So, back to Dačice! Time to see the chateau!
This building here, accompanied by another nod to the humble, world-changing sugar cube.
I'm not being stupid, telling you it is this building. The lady at the cashdesk and our tour guide told us stories of people who did not realise this was a chateau. Dačice, as I mentioned in the previous post, are a bit out of the way, and apparently, this lovely chateau does not make it to many guides to Czech chateaus (there are so many, it's not so bad, but it's a stupid overlook with this particular one!) and many people are not aware of its existence. Many people, apparently, often assume it's a school (and since many smaller manor houses have been turned into schools, it's not that surprising). The craziest remark, though, was someone calling it "a factory".
The chateau, like many aristocratic residences in this country, was rebuilt several times; the front side is very much Empire/Regency, but there's a Baroque tower on the other side (towards the park).
You actually enter the chateau from this side, even though it has such a lovely front.

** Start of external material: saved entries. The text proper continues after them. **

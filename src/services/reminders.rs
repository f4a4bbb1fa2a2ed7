//! Case reminders and the ritual date calculator.

use std::str::FromStr;

use chrono::{DateTime, Datelike, Duration, FixedOffset, NaiveDate};
use serde::{Deserialize, Serialize};
use tracing::{info, instrument};
use utoipa::ToSchema;

use super::{next_sequential_id, SharedLocks};
use crate::errors::ServiceError;
use crate::models::cell;
use crate::store::{Sheet, SharedStore};

const REMINDERS_RANGE: &str = "A:G";
const INITIAL_STATUS: &str = "pending";
const DEFAULT_CATEGORY: &str = "manual";

/// Statuses excluded from the default listing.
const CLOSED_STATUSES: [&str; 2] = ["done", "dismissed"];

/// Columns: reminder_id, case_id, remind_on, category, content, status,
/// created_by.
#[derive(Debug, Clone, Serialize, Deserialize, ToSchema)]
pub struct Reminder {
    #[schema(example = "R25-001")]
    pub reminder_id: String,
    #[schema(example = "P25-001")]
    pub case_id: String,
    #[schema(example = "2025-04-15")]
    pub remind_on: String,
    #[schema(example = "manual")]
    pub category: String,
    #[schema(example = "confirm flower order with vendor")]
    pub content: String,
    #[schema(example = "pending")]
    pub status: String,
    #[schema(example = "S02")]
    pub created_by: String,
}

impl Reminder {
    pub(crate) fn from_row(row: &[String]) -> Self {
        Self {
            reminder_id: cell(row, 0).to_string(),
            case_id: cell(row, 1).to_string(),
            remind_on: cell(row, 2).to_string(),
            category: cell(row, 3).to_string(),
            content: cell(row, 4).to_string(),
            status: cell(row, 5).to_string(),
            created_by: cell(row, 6).to_string(),
        }
    }
}

/// Traditional observances counted from the date of passing.
#[derive(Debug, Clone, Copy, PartialEq, Eq, Serialize, Deserialize, ToSchema)]
#[serde(rename_all = "snake_case")]
pub enum RitualKind {
    /// 49th day (7x7)
    SeventhWeek,
    /// 100th day
    HundredthDay,
    /// one full year
    FirstAnniversary,
    /// three full years
    ThirdAnniversary,
}

impl FromStr for RitualKind {
    type Err = ServiceError;

    fn from_str(s: &str) -> Result<Self, Self::Err> {
        match s {
            "seventh_week" => Ok(RitualKind::SeventhWeek),
            "hundredth_day" => Ok(RitualKind::HundredthDay),
            "first_anniversary" => Ok(RitualKind::FirstAnniversary),
            "third_anniversary" => Ok(RitualKind::ThirdAnniversary),
            other => Err(ServiceError::ValidationError(format!(
                "unsupported ritual kind: {other}"
            ))),
        }
    }
}

impl RitualKind {
    pub fn label(self) -> &'static str {
        match self {
            RitualKind::SeventhWeek => "seventh week (day 49)",
            RitualKind::HundredthDay => "hundredth day (day 100)",
            RitualKind::FirstAnniversary => "first anniversary",
            RitualKind::ThirdAnniversary => "third anniversary",
        }
    }
}

/// The start date counts as day 1, so day N is `start + (N - 1)`.
/// Anniversaries fall on the same month/day of the later year; Feb 29
/// observances shift to Feb 28 in non-leap years.
pub fn ritual_date(start: NaiveDate, kind: RitualKind) -> NaiveDate {
    match kind {
        RitualKind::SeventhWeek => start + Duration::days(48),
        RitualKind::HundredthDay => start + Duration::days(99),
        RitualKind::FirstAnniversary => add_years(start, 1),
        RitualKind::ThirdAnniversary => add_years(start, 3),
    }
}

fn add_years(date: NaiveDate, years: i32) -> NaiveDate {
    NaiveDate::from_ymd_opt(date.year() + years, date.month(), date.day())
        .or_else(|| NaiveDate::from_ymd_opt(date.year() + years, date.month(), 28))
        .unwrap_or(date)
}

pub struct ReminderService {
    store: SharedStore,
    locks: SharedLocks,
}

impl ReminderService {
    pub fn new(store: SharedStore, locks: SharedLocks) -> Self {
        Self { store, locks }
    }

    /// Open reminders, optionally for one case. Closed statuses (`done`,
    /// `dismissed`) never show in the default listing.
    pub async fn list(&self, case_id: Option<&str>) -> Result<Vec<Reminder>, ServiceError> {
        let rows = self.store.get_rows(Sheet::Reminders, REMINDERS_RANGE).await?;
        Ok(rows
            .iter()
            .skip(1)
            .map(|row| Reminder::from_row(row))
            .filter(|r| !CLOSED_STATUSES.contains(&r.status.as_str()))
            .filter(|r| case_id.map_or(true, |id| r.case_id == id))
            .collect())
    }

    /// Reminders due on one date with `pending` status — the daily digest set.
    pub async fn due_on(&self, date: &str) -> Result<Vec<Reminder>, ServiceError> {
        let rows = self.store.get_rows(Sheet::Reminders, REMINDERS_RANGE).await?;
        Ok(rows
            .iter()
            .skip(1)
            .map(|row| Reminder::from_row(row))
            .filter(|r| r.remind_on == date && r.status == INITIAL_STATUS)
            .collect())
    }

    #[instrument(skip(self, content))]
    pub async fn add(
        &self,
        case_id: &str,
        remind_on: &str,
        category: Option<&str>,
        content: &str,
        staff_id: &str,
        now: DateTime<FixedOffset>,
    ) -> Result<String, ServiceError> {
        let lock = self.locks.sequence(Sheet::Reminders);
        let _guard = lock.lock().await;

        let reminder_id = next_sequential_id(&self.store, Sheet::Reminders, "R", now).await?;
        let row = vec![
            reminder_id.clone(),
            case_id.to_string(),
            remind_on.to_string(),
            category.unwrap_or(DEFAULT_CATEGORY).to_string(),
            content.to_string(),
            INITIAL_STATUS.to_string(),
            staff_id.to_string(),
        ];
        self.store.append_row(Sheet::Reminders, row).await?;
        info!(%reminder_id, %case_id, "reminder created");
        Ok(reminder_id)
    }
}
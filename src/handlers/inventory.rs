use axum::{
    extract::{Json, State},
    http::StatusCode,
    routing::{get, post},
    Router,
};
use serde::{Deserialize, Serialize};
use utoipa::ToSchema;
use validator::Validate;

use crate::auth::AuthUser;
use crate::errors::ServiceError;
use crate::handlers::AppState;
use crate::models::Material;
use crate::services::inventory::{ConsumeItem, ConsumeOutcome, InventoryService};
use crate::ApiResponse;

#[derive(Debug, Deserialize, Validate, ToSchema)]
pub struct ConsumeRequest {
    #[validate(length(min = 1))]
    #[schema(example = "P25-001")]
    pub case_id: String,
    /// Materials consumed for the case; at least one line
    #[validate(length(min = 1))]
    pub items: Vec<ConsumeItem>,
}

#[derive(Debug, Serialize, ToSchema)]
pub struct MasterListResponse {
    pub materials: Vec<Material>,
}

/// Current material master (id, name, unit, cost, stock)
#[utoipa::path(
    get,
    path = "/api/inventory/master",
    responses(
        (status = 200, description = "Material master", body = crate::ApiResponse<MasterListResponse>),
        (status = 401, description = "Unauthorized", body = crate::errors::ErrorResponse)
    ),
    security(("bearer_auth" = [])),
    tag = "Inventory"
)]
pub async fn master_list(
    State(state): State<AppState>,
    _user: AuthUser,
) -> Result<Json<ApiResponse<MasterListResponse>>, ServiceError> {
    let service = InventoryService::new(state.store.clone(), state.locks.clone());
    let materials = service.master_list().await?;
    Ok(Json(ApiResponse::success(MasterListResponse { materials })))
}

/// Record material consumption for a case; unit cost is locked from the
/// master at write time
#[utoipa::path(
    post,
    path = "/api/inventory/consume",
    request_body = ConsumeRequest,
    responses(
        (status = 201, description = "Consumption logged", body = crate::ApiResponse<ConsumeOutcome>),
        (status = 400, description = "Missing case id or empty item list", body = crate::errors::ErrorResponse),
        (status = 401, description = "Unauthorized", body = crate::errors::ErrorResponse),
        (status = 404, description = "Unknown material id", body = crate::errors::ErrorResponse)
    ),
    security(("bearer_auth" = [])),
    tag = "Inventory"
)]
pub async fn consume(
    State(state): State<AppState>,
    user: AuthUser,
    Json(request): Json<ConsumeRequest>,
) -> Result<(StatusCode, Json<ApiResponse<ConsumeOutcome>>), ServiceError> {
    request.validate()?;

    let service = InventoryService::new(state.store.clone(), state.locks.clone());
    let outcome = service
        .consume(&request.case_id, &request.items, &user.staff_id, state.config.local_now())
        .await?;

    Ok((StatusCode::CREATED, Json(ApiResponse::success(outcome))))
}

pub fn routes() -> Router<AppState> {
    Router::new()
        .route("/master", get(master_list))
        .route("/consume", post(consume))
}
use axum::{
    extract::{Json, State},
    http::StatusCode,
    routing::post,
    Router,
};
use serde::Deserialize;
use utoipa::ToSchema;
use validator::Validate;

use crate::auth::AuthUser;
use crate::errors::ServiceError;
use crate::handlers::AppState;
use crate::services::contracts::{ContractDraft, ContractItem, ContractService, DEFAULT_STATUS};
use crate::ApiResponse;

#[derive(Debug, Deserialize, Validate, ToSchema)]
pub struct AddContractRequest {
    #[validate(length(min = 1))]
    #[schema(example = "P25-001")]
    pub case_id: String,
    /// Itemized service lines; at least one required
    #[validate(length(min = 1))]
    pub items: Vec<ContractItem>,
    /// Defaults to "draft"
    #[schema(example = "draft")]
    pub contract_status: Option<String>,
}

/// Draft a contract for a case
#[utoipa::path(
    post,
    path = "/api/contracts/add",
    request_body = AddContractRequest,
    responses(
        (status = 201, description = "Contract draft recorded", body = crate::ApiResponse<ContractDraft>),
        (status = 400, description = "Missing case id or empty item list", body = crate::errors::ErrorResponse),
        (status = 401, description = "Unauthorized", body = crate::errors::ErrorResponse)
    ),
    security(("bearer_auth" = [])),
    tag = "Contracts"
)]
pub async fn add_contract(
    State(state): State<AppState>,
    user: AuthUser,
    Json(request): Json<AddContractRequest>,
) -> Result<(StatusCode, Json<ApiResponse<ContractDraft>>), ServiceError> {
    request.validate()?;

    let status = request.contract_status.as_deref().unwrap_or(DEFAULT_STATUS);
    let signed_by = format!("{} ({})", user.name, user.staff_id);

    let service = ContractService::new(state.store.clone());
    let draft = service
        .add(
            &request.case_id,
            &request.items,
            status,
            &signed_by,
            state.config.local_now(),
        )
        .await?;

    Ok((StatusCode::CREATED, Json(ApiResponse::success(draft))))
}

pub fn routes() -> Router<AppState> {
    Router::new().route("/add", post(add_contract))
}
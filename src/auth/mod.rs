//! Authentication and authorization.
//!
//! Login is a roster lookup: the staff tab holds the credential, the password
//! cell is compared in plaintext (hardening is an explicit non-goal of this
//! system). Successful login issues an HS256 bearer token carrying
//! `{staff_id, name, role}`; every protected route extracts [`AuthUser`] from
//! it, and the admin sub-router composes [`require_admin`] in front of its
//! handlers as a single role predicate.

use std::time::Duration;

use async_trait::async_trait;
use axum::{
    extract::{FromRequestParts, Request},
    http::{header, request::Parts},
    middleware::Next,
    response::Response,
};
use jsonwebtoken::{decode, encode, Algorithm, DecodingKey, EncodingKey, Header, Validation};
use serde::{Deserialize, Serialize};
use utoipa::ToSchema;
use uuid::Uuid;

use crate::errors::ServiceError;
use crate::models::StaffRecord;
use crate::AppState;

pub const ADMIN_ROLE: &str = "Administrator";

/// Claim structure for issued tokens.
#[derive(Debug, Serialize, Deserialize)]
pub struct Claims {
    pub sub: String,  // staff_id
    pub name: String, // staff display name
    pub role: String, // single role per staff member
    pub jti: String,  // token id
    pub iat: i64,
    pub exp: i64,
}

/// Caller identity decoded from the bearer token.
#[derive(Debug, Clone, Serialize, Deserialize, ToSchema)]
pub struct AuthUser {
    #[schema(example = "S01")]
    pub staff_id: String,
    #[schema(example = "Alice")]
    pub name: String,
    #[schema(example = "Administrator")]
    pub role: String,
}

impl AuthUser {
    pub fn is_admin(&self) -> bool {
        self.role == ADMIN_ROLE
    }
}

#[derive(Clone)]
pub struct AuthService {
    encoding: EncodingKey,
    decoding: DecodingKey,
    expiry: Duration,
}

impl AuthService {
    pub fn new(secret: &str, expiry: Duration) -> Self {
        Self {
            encoding: EncodingKey::from_secret(secret.as_bytes()),
            decoding: DecodingKey::from_secret(secret.as_bytes()),
            expiry,
        }
    }

    pub fn issue_token(&self, staff: &StaffRecord) -> Result<String, ServiceError> {
        let now = chrono::Utc::now();
        let claims = Claims {
            sub: staff.staff_id.clone(),
            name: staff.name.clone(),
            role: staff.role.clone(),
            jti: Uuid::new_v4().to_string(),
            iat: now.timestamp(),
            exp: (now + chrono::Duration::seconds(self.expiry.as_secs() as i64)).timestamp(),
        };
        Ok(encode(&Header::new(Algorithm::HS256), &claims, &self.encoding)?)
    }

    pub fn verify_token(&self, token: &str) -> Result<AuthUser, ServiceError> {
        let data = decode::<Claims>(token, &self.decoding, &Validation::new(Algorithm::HS256))
            .map_err(|e| ServiceError::AuthError(format!("invalid or expired token: {e}")))?;
        Ok(AuthUser {
            staff_id: data.claims.sub,
            name: data.claims.name,
            role: data.claims.role,
        })
    }
}

fn bearer_token(parts: &Parts) -> Result<&str, ServiceError> {
    let header = parts
        .headers
        .get(header::AUTHORIZATION)
        .and_then(|v| v.to_str().ok())
        .ok_or_else(|| ServiceError::AuthError("authorization token missing".to_string()))?;
    header
        .strip_prefix("Bearer ")
        .ok_or_else(|| ServiceError::AuthError("authorization header is not a bearer token".to_string()))
}

#[async_trait]
impl FromRequestParts<AppState> for AuthUser {
    type Rejection = ServiceError;

    async fn from_request_parts(
        parts: &mut Parts,
        state: &AppState,
    ) -> Result<Self, Self::Rejection> {
        let token = bearer_token(parts)?;
        state.auth.verify_token(token)
    }
}

/// Role guard composed in front of the admin sub-router.
pub async fn require_admin(
    user: AuthUser,
    request: Request,
    next: Next,
) -> Result<Response, ServiceError> {
    if !user.is_admin() {
        return Err(ServiceError::Forbidden(
            "this operation is restricted to administrators".to_string(),
        ));
    }
    Ok(next.run(request).await)
}
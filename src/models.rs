//! Row mapping for the tabular store.
//!
//! Column order is the store contract: every record documents the A..-column
//! layout it expects and reads by position. Numeric cells parse leniently —
//! an empty or malformed cell counts as zero, matching what a hand-edited
//! workbook can contain.

use rust_decimal::Decimal;
use serde::{Deserialize, Serialize};
use utoipa::ToSchema;

/// Cell accessor: missing cells read as empty.
pub fn cell(row: &[String], index: usize) -> &str {
    row.get(index).map(String::as_str).unwrap_or("")
}

/// Lenient numeric parse: empty or malformed cells count as zero.
pub fn cell_decimal(row: &[String], index: usize) -> Decimal {
    cell(row, index).trim().parse().unwrap_or(Decimal::ZERO)
}

/// Staff roster row. Columns: staff_id, name, email, password, role, status.
#[derive(Debug, Clone)]
pub struct StaffRecord {
    pub staff_id: String,
    pub name: String,
    pub email: String,
    pub password: String,
    pub role: String,
    pub status: String,
}

impl StaffRecord {
    pub fn from_row(row: &[String]) -> Self {
        Self {
            staff_id: cell(row, 0).to_string(),
            name: cell(row, 1).to_string(),
            email: cell(row, 2).to_string(),
            password: cell(row, 3).to_string(),
            role: cell(row, 4).to_string(),
            status: cell(row, 5).to_string(),
        }
    }

    pub fn is_active(&self) -> bool {
        self.status == "Active"
    }
}

/// Material master row. Columns: material_id, name, unit, current_cost,
/// current_stock. `current_cost` is the last-in price; consumption locks it
/// into the log row at write time.
#[derive(Debug, Clone, Serialize, Deserialize, ToSchema)]
pub struct Material {
    #[schema(example = "M01")]
    pub material_id: String,
    #[schema(example = "standard urn")]
    pub name: String,
    #[schema(example = "pc")]
    pub unit: String,
    #[schema(example = "100")]
    pub current_cost: Decimal,
    #[schema(example = "50")]
    pub current_stock: Decimal,
}

impl Material {
    pub fn from_row(row: &[String]) -> Self {
        Self {
            material_id: cell(row, 0).to_string(),
            name: cell(row, 1).to_string(),
            unit: cell(row, 2).to_string(),
            current_cost: cell_decimal(row, 3),
            current_stock: cell_decimal(row, 4),
        }
    }

    pub fn to_row(&self) -> Vec<String> {
        vec![
            self.material_id.clone(),
            self.name.clone(),
            self.unit.clone(),
            self.current_cost.to_string(),
            self.current_stock.to_string(),
        ]
    }
}
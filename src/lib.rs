//! Funeral Ops API
//!
//! Back-office service for a funeral service provider, backed by a tabular
//! (spreadsheet-style) store.
#![forbid(unsafe_code)]
#![deny(rust_2018_idioms)]
#![allow(elided_lifetimes_in_paths)]
#![warn(clippy::all, clippy::perf, clippy::dbg_macro)]

pub mod auth;
pub mod config;
pub mod errors;
pub mod handlers;
pub mod models;
pub mod openapi;
pub mod services;
pub mod store;

use std::sync::Arc;

use axum::{middleware, routing::get, Json, Router};
use serde::Serialize;
use utoipa::ToSchema;

// App state shared by every handler.
#[derive(Clone)]
pub struct AppState {
    pub store: store::SharedStore,
    pub config: config::AppConfig,
    pub auth: Arc<auth::AuthService>,
    pub locks: services::SharedLocks,
    pub http: reqwest::Client,
}

// Common response wrapper
#[derive(Debug, Serialize, ToSchema)]
pub struct ApiResponse<T> {
    pub success: bool,
    pub data: Option<T>,
    pub message: Option<String>,
    pub errors: Option<Vec<String>>,
}

impl<T> ApiResponse<T> {
    pub fn success(data: T) -> Self {
        Self {
            success: true,
            data: Some(data),
            message: None,
            errors: None,
        }
    }
}

async fn health() -> Json<serde_json::Value> {
    Json(serde_json::json!({
        "status": "ok",
        "timestamp": chrono::Utc::now().to_rfc3339(),
    }))
}

/// All `/api` routes. The admin sub-router carries the role guard; every
/// other protected route relies on the `AuthUser` extractor alone.
pub fn api_routes(state: AppState) -> Router<AppState> {
    let admin = handlers::admin::routes().layer(middleware::from_fn_with_state(
        state,
        auth::require_admin,
    ));

    Router::new()
        .nest("/auth", handlers::auth::routes())
        .nest("/cases", handlers::cases::routes())
        .nest("/contracts", handlers::contracts::routes())
        .nest("/schedule", handlers::schedule::routes())
        .nest("/reminders", handlers::reminders::routes())
        .nest("/inventory", handlers::inventory::routes())
        .nest("/payments", handlers::payments::routes())
        .nest("/procurement", handlers::procurement::routes())
        .nest("/report", handlers::report::routes())
        .nest("/admin", admin)
        .nest("/notify", handlers::notify::routes())
}

/// Full application router: banner, health, API and Swagger UI.
pub fn app_router(state: AppState) -> Router {
    Router::new()
        .route("/", get(|| async { "funeral-ops-api up" }))
        .route("/health", get(health))
        .nest("/api", api_routes(state.clone()))
        .merge(openapi::swagger_ui())
        .with_state(state)
}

In the courtyard, there are these beautiful Renaissance arcades (I hope that's the correct term). This is where you enter for the tour. Photographing is not allowed inside (or maybe you have to pay a photographing fee, a usual practice in the Czech Republic). So I have no photos from the inside, which is a pity. The tour is rather short, but very interesting; it somehow feels as a house truly lived in. There's an array of styles of furniture as well, and you get to see both the lavishly decorated "official" rooms and a chamberlain's room, much smaller and much more humbly equipped. Also, it's stocked full with portraits. Portraits, and more portraits, from different periods; I really, really regretted not being able to take photos of those, because there were so many clothes to admire!
Not that I minded so much after all, though; I'll get there in another post.
The pleasant thing about the chateau in Dačice is not just the chateau itself, but also the park. It is, very obviously, a park from the time when romantic landscape-planning was popular; which makes for many spots perfect for photographing. Alas, the light was bad when we were in the park, so not so beautiful photos. But you'll get the idea.
The other side of the courtyard, with the Baroque tower and a Pseudo-Baroque chapel from the beginning of the 20th century. 1910, to be exact.
Closing with this door handle, the image of which they now use as their logo.
Oh, and don't forget to visit the chateau's official site, where you can see lots of other (and better) photos, also of the interiors. My favourite was the library. My sister said it was the sort of library I needed, and I heartily agree. You cannot quite see it in the photo (EDIT: In the photogallery; choose "guided tour" to see it in full), but the library has another "level", with a railing - much like Professor Higgins's library in My Fair Lady.
P.S. The Czech version of the site has this very cool feature of panoramatic "photos" of various places around thew chateau.